Design options and decisions: Technical Implementation of Semantic representation

Description/requirements for D2.3:

(from work packages in grant agreement - https://drive.google.com/open?id=0B4Qow4ezpDrNcnFScklybVZyNXc ) -

In this task, we will develop and align SlideWiki content with appropriate ontologies (e.g. DublinCore, SCORM, FOAF, SIOC, Schema.org) for representing semantics of OpenCourseWare material. We will use an RDB2RDF mapping approach (e.g. SparqlMap ) for dynamically mapping the existing relational multi-versioning data structure to our semantic model.
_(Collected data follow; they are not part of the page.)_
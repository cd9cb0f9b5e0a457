// Pipelines — fetch every issue, then turn the text into a frequency report.

pub mod fetch;
pub mod frequency;
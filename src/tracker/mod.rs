// Issue tracker access — REST client, domain models, and the collaborator traits.
//
// The pipeline only ever talks to the traits in `traits`, so the REST client
// can be swapped for an in-memory fake in tests.

pub mod client;
pub mod models;
pub mod traits;
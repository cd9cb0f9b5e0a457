// Output formatting — terminal display of frequency reports and projects.

pub mod terminal;

/// Truncate a string to at most `max_chars` characters, appending "..." if truncated.
///
/// Unlike byte slicing, this respects UTF-8 character boundaries and will
/// never panic on multi-byte characters.
pub fn truncate_chars(text: &str, max_chars: usize) -> String {
    let char_count = text.chars().count();
    if char_count <= max_chars {
        text.to_string()
    } else {
        let truncated: String = text.chars().take(max_chars).collect();
        format!("{truncated}...")
    }
}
Providing suitable user interfaces for annotation of content is another goal of this task. We will customize RDFaCE semantic editor to support manual annotation of content based on RDFa and Microdata markups. For automatic content annotation and interlinking, FOX and LIMES will be employed. We will also take advantage of the generated annotations to create a recommender system to propose related content to authors based on information context and user profile.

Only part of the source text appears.